Wednesday, November 13, 2013

Ecuador: Court Upholds Environmental Damages Ruling Against Chevron


In a Solomon-like ruling, Ecuador’s National Court of Justice upheld a verdict against U.S. oil company Chevron yet cut a $19 billion fine by more than half.

The National Court of Justice (NCJ) agreed with a 2011 lower court ruling that found Chevron responsible for the environmental damages caused by Texaco during a twenty-eight year period of operating in the Ecuadorian rainforest. The NCJ further ordered Chevron to pay an $8.8 million fine that includes reparations to indigenous communities that claim to have suffered adverse health effects due to Texaco’s actions between 1964 and 1992.
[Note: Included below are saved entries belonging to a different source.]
/// Parses one at-rule starting with the driver positioned at the
/// `@`-keyword token. `parent_parses_selectors` tells the generic
/// `InheritContext` path whether a nested block should recurse through
/// the rule-list parser with selectors enabled, or stay in
/// declaration-list mode (§4.4).
pub fn parse_at_rule<S: DiagnosticSink>(
    driver: &mut Driver<S>,
    opts: &ParserOptions,
    parent_parses_selectors: bool,
) -> Rule {
    let at_token = driver.current().text.clone();
    let start_pos = driver.current().start();
    driver.advance(); // consume the at-keyword

    let lower = at_token.to_ascii_lowercase();

    match lower.as_str() {
        "charset" => parse_charset(driver),
        "import" => parse_import(driver, opts),
        "namespace" => parse_namespace(driver, at_token, start_pos),
        _ if is_keyframes_keyword(&lower) => parse_keyframes(driver, opts, at_token),
        _ => parse_generic(driver, opts, at_token, lower, parent_parses_selectors),
    }
}

fn parse_charset<S: DiagnosticSink>(driver: &mut Driver<S>) -> Rule {
    driver.skip_whitespace();
    let encoding = if driver.peek(LexKind::String) {
        let text = driver.current().text.clone();
        driver.advance();
        text
    } else {
        driver.unexpected_expecting(LexKind::String);
        String::new()
    };

    if !encoding.eq_ignore_ascii_case("utf-8") {
        let pos = driver.current().start();
        driver.error_at(ParserError::Encoding(encoding.clone()), pos);
    }

    driver.skip_whitespace();
    driver.expect(LexKind::Semicolon);

    Rule::AtCharset { encoding }
}

fn parse_import<S: DiagnosticSink>(driver: &mut Driver<S>, opts: &ParserOptions) -> Rule {
    driver.skip_whitespace();

    let path = match driver.current().kind {
        LexKind::Url | LexKind::String => {
            let text = driver.current().text.clone();
            driver.advance();
            text
        }
        _ => {
            driver.unexpected_expecting(LexKind::String);
            String::new()
        }
    };

    driver.skip_whitespace();

    let (cond_start, cond_end) = driver.consume_component_values_until(&[LexKind::Semicolon, LexKind::BraceClose]);
    let has_conditions = cond_start < cond_end;

    let convert_opts = ConvertOptions { allow_imports: true, verbatim_whitespace: false, mangle: opts.mangle_syntax };
    let mut conditions = driver.convert_range(cond_start, cond_end, &convert_opts);
    // `removeWhitespace`: normalize a leading whitespace flag away when
    // minifying, since the conditions run starts a fresh component
    // rather than continuing a value.
    if opts.remove_whitespace {
        if let Some(first) = conditions.0.first_mut() {
            first.whitespace.remove(crate::token_tree::Whitespace::BEFORE);
        }
    }

    driver.eat(LexKind::Semicolon);

    let kind = if has_conditions { ImportKind::ImportAtConditional } else { ImportKind::ImportAt };
    let index = driver.import_records.push(kind, path, (cond_start, cond_end), false);

    Rule::AtImport { import_record_index: index, conditions }
}

fn parse_namespace<S: DiagnosticSink>(driver: &mut Driver<S>, at_token: String, start_pos: SourcePos) -> Rule {
    driver.error_at(ParserError::Unsupported("@namespace"), start_pos);
    let (start, end) = driver.consume_component_values_until(&[LexKind::Semicolon, LexKind::BraceOpen, LexKind::BraceClose]);
    let opts = ConvertOptions { allow_imports: false, verbatim_whitespace: false, mangle: false };
    let prelude = driver.convert_range(start, end, &opts);
    driver.eat(LexKind::Semicolon);
    Rule::UnknownAt { at_token, prelude, block: None }
}

fn parse_keyframes<S: DiagnosticSink>(driver: &mut Driver<S>, opts: &ParserOptions, at_token: String) -> Rule {
    driver.skip_whitespace();

    let name = if driver.peek(LexKind::Ident) {
        let text = driver.current().text.clone();
        driver.advance();
        text
    } else if driver.peek(LexKind::String) {
        // §4.4, §9 open question: string names are syntactically legal
        // elsewhere but rejected here for cross-engine parity.
        driver.unexpected();
        let text = driver.current().text.clone();
        driver.advance();
        text
    } else {
        driver.unexpected_expecting(LexKind::Ident);
        String::new()
    };

    driver.skip_whitespace();

    let mut blocks = Vec::new();
    if driver.expect(LexKind::BraceOpen) {
        loop {
            driver.skip_whitespace();
            if driver.peek(LexKind::BraceClose) || driver.at_eof() {
                break;
            }
            blocks.push(parse_keyframe_block(driver, opts));
        }
        driver.eat(LexKind::BraceClose);
    }

    if opts.mangle_syntax {
        for block in &mut blocks {
            for selector in &mut block.selectors {
                *selector = mangle_keyframe_selector(selector);
            }
            // Mangling can turn distinct selectors into the same text
            // (`0%, from` both become `0%`); collapse the repeats a
            // block's selector list carries rather than leaving dead
            // weight in the output.
            block.selectors = block.selectors.drain(..).unique().collect();
        }
        blocks.retain(|b| !b.is_empty());
    }

    Rule::AtKeyframes { at_token, name, blocks }
}

fn mangle_keyframe_selector(selector: &str) -> String {
    if selector.eq_ignore_ascii_case("from") {
        return "0%".to_owned();
    }
    if selector == "100%" {
        return "to".to_owned();
    }
    selector.to_owned()
}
Yet the high court eliminated the roughly $9 billion in punitive damages levied against Chevron, which purchased Texaco in 2001, and reduces the fine to its original decision made by a local judge in February 2011.

The NCJ’s decision did not sit well with representatives of Chevron as well as the Ecuadorian plaintiffs.

“The only decision that the Court of Justice could have taken .. was to declare the trial null and void and leave this illegitimate sentence without effect,” Chevron spokesman James Craig reportedly said.  He further claimed that the NCJ’s ruling was “illegitimate and inapplicable.”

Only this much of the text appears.